=== Problem description ===
Every record below needs to be retyped exactly as it appears.

=== The input ===
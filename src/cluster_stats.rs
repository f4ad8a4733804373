use crate::config::ClusterOrder;
use crate::pbc::SymBox;
use nalgebra::{Matrix3, SymmetricEigen, Vector3};
use std::f64::consts::PI;

/// Optional per-cluster measures. Atom count is always reported.
#[derive(Debug, Clone, Copy, PartialEq, Default)]
pub struct StatsOptions {
    pub centroid: bool,
    pub gyration: bool,
    /// Volume per atom, turns atom counts into equivalent-sphere radii.
    pub reference_volume: Option<f64>,
}

impl StatsOptions {
    pub fn needs_positions(&self) -> bool {
        self.centroid || self.gyration
    }
}

#[derive(Debug, Clone, PartialEq)]
pub struct ClusterStats {
    pub size: usize,
    /// Smallest atom id in the cluster.
    pub first_atom: usize,
    /// Wrapped back into the primary cell.
    pub centroid: Option<Vector3<f64>>,
    pub radius_of_gyration: Option<f64>,
    /// Principal moments of the gyration tensor, descending.
    pub gyration_moments: Option<Vector3<f64>>,
    pub equivalent_radius: Option<f64>,
}

/// Radius of a sphere holding `size` atoms of volume `atomic_volume` each.
pub fn equivalent_radius(size: usize, atomic_volume: f64) -> f64 {
    (3.0 * size as f64 * atomic_volume / (4.0 * PI)).cbrt()
}

#[derive(Debug, Clone, PartialEq)]
pub struct Gyration {
    pub centroid: Vector3<f64>,
    pub radius: f64,
    pub moments: Vector3<f64>,
}

/// Centroid, radius of gyration and gyration-tensor moments of an already
/// unwrapped point set. Sums run over offsets from the first point.
pub fn gyration(positions: &[Vector3<f64>]) -> Option<Gyration> {
    let reference = *positions.first()?;
    let n = positions.len() as f64;
    let mean = positions
        .iter()
        .map(|p| p - reference)
        .sum::<Vector3<f64>>()
        / n;
    let tensor = positions
        .iter()
        .map(|p| {
            let d = p - reference - mean;
            d * d.transpose()
        })
        .sum::<Matrix3<f64>>()
        / n;
    let mut moments = SymmetricEigen::new(tensor)
        .eigenvalues
        .iter()
        .map(|m| m.max(0.0))
        .collect::<Vec<_>>();
    moments.sort_by(|a, b| b.total_cmp(a));
    Some(Gyration {
        centroid: reference + mean,
        radius: tensor.trace().max(0.0).sqrt(),
        moments: Vector3::new(moments[0], moments[1], moments[2]),
    })
}

impl ClusterStats {
    /// `positions` are the cluster's unwrapped positions; needed only when
    /// `options` asks for centroid or gyration.
    pub fn compute(
        size: usize,
        first_atom: usize,
        positions: Option<&[Vector3<f64>]>,
        sym_box: &SymBox,
        options: &StatsOptions,
    ) -> Self {
        let shape = positions.and_then(gyration);
        Self {
            size,
            first_atom,
            centroid: shape
                .as_ref()
                .filter(|_| options.centroid)
                .map(|g| sym_box.wrap(g.centroid)),
            radius_of_gyration: shape.as_ref().filter(|_| options.gyration).map(|g| g.radius),
            gyration_moments: shape.as_ref().filter(|_| options.gyration).map(|g| g.moments),
            equivalent_radius: options
                .reference_volume
                .map(|volume| equivalent_radius(size, volume)),
        }
    }
}

pub fn sort_stats(records: &mut [ClusterStats], order: ClusterOrder) {
    match order {
        ClusterOrder::ByFirstAtom => records.sort_by_key(|r| r.first_atom),
        ClusterOrder::BySize => {
            records.sort_by(|a, b| b.size.cmp(&a.size).then(a.first_atom.cmp(&b.first_atom)))
        }
    }
}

=== Response area ===
filename src/cluster_stats.rs
repository f4ad8a4733804373
use crate::config::ClusterOrder;
use crate::pbc::SymBox;
use nalgebra::{Matrix3, SymmetricEigen, Vector3};
use std::f64::consts::PI;

/// Optional per-cluster measures. Atom count is always reported.
#[derive(Debug, Clone, Copy, PartialEq, Default)]
pub struct StatsOptions {
    pub centroid: bool,
    pub gyration: bool,
    /// Volume per atom, turns atom counts into equivalent-sphere radii.
    pub reference_volume: Option<f64>,
}

impl StatsOptions {
    pub fn needs_positions(&self) -> bool {
        self.centroid || self.gyration
    }
}

#[derive(Debug, Clone, PartialEq)]
pub struct ClusterStats {
    pub size: usize,
    /// Smallest atom id in the cluster.
    pub first_atom: usize,
    /// Wrapped back into the primary cell.
    pub centroid: Option<Vector3<f64>>,
    pub radius_of_gyration: Option<f64>,
    /// Principal moments of the gyration tensor, descending.
    pub gyration_moments: Option<Vector3<f64>>,
    pub equivalent_radius: Option<f64>,
}

/// Radius of a sphere holding `size` atoms of volume `atomic_volume` each.
pub fn equivalent_radius(size: usize, atomic_volume: f64) -> f64 {
    (3.0 * size as f64 * atomic_volume / (4.0 * PI)).cbrt()
}

#[derive(Debug, Clone, PartialEq)]
pub struct Gyration {
    pub centroid: Vector3<f64>,
    pub radius: f64,
    pub moments: Vector3<f64>,
}

/// Centroid, radius of gyration and gyration-tensor moments of an already
/// unwrapped point set. Sums run over offsets from the first point.
pub fn gyration(positions: &[Vector3<f64>]) -> Option<Gyration> {
    let reference = *positions.first()?;
    let n = positions.len() as f64;
    let mean = positions
        .iter()
        .map(|p| p - reference)
        .sum::<Vector3<f64>>()
        / n;
    let tensor = positions
        .iter()
        .map(|p| {
            let d = p - reference - mean;
            d * d.transpose()
        })
        .sum::<Matrix3<f64>>()
        / n;
    let mut moments = SymmetricEigen::new(tensor)
        .eigenvalues
        .iter()
        .map(|m| m.max(0.0))
        .collect::<Vec<_>>();
    moments.sort_by(|a, b| b.total_cmp(a));
    Some(Gyration {
        centroid: reference + mean,
        radius: tensor.trace().max(0.0).sqrt(),
        moments: Vector3::new(moments[0], moments[1], moments[2]),
    })
}

impl ClusterStats {
    /// `positions` are the cluster's unwrapped positions; needed only when
    /// `options` asks for centroid or gyration.
    pub fn compute(
        size: usize,
        first_atom: usize,
        positions: Option<&[Vector3<f64>]>,
        sym_box: &SymBox,
        options: &StatsOptions,
    ) -> Self {
        let shape = positions.and_then(gyration);
        Self {
            size,
            first_atom,
            centroid: shape
                .as_ref()
                .filter(|_| options.centroid)
                .map(|g| sym_box.wrap(g.centroid)),
            radius_of_gyration: shape.as_ref().filter(|_| options.gyration).map(|g| g.radius),
            gyration_moments: shape.as_ref().filter(|_| options.gyration).map(|g| g.moments),
            equivalent_radius: options
                .reference_volume
                .map(|volume| equivalent_radius(size, volume)),
        }
    }
}

pub fn sort_stats(records: &mut [ClusterStats], order: ClusterOrder) {
    match order {
        ClusterOrder::ByFirstAtom => records.sort_by_key(|r| r.first_atom),
        ClusterOrder::BySize => {
            records.sort_by(|a, b| b.size.cmp(&a.size).then(a.first_atom.cmp(&b.first_atom)))
        }
    }
}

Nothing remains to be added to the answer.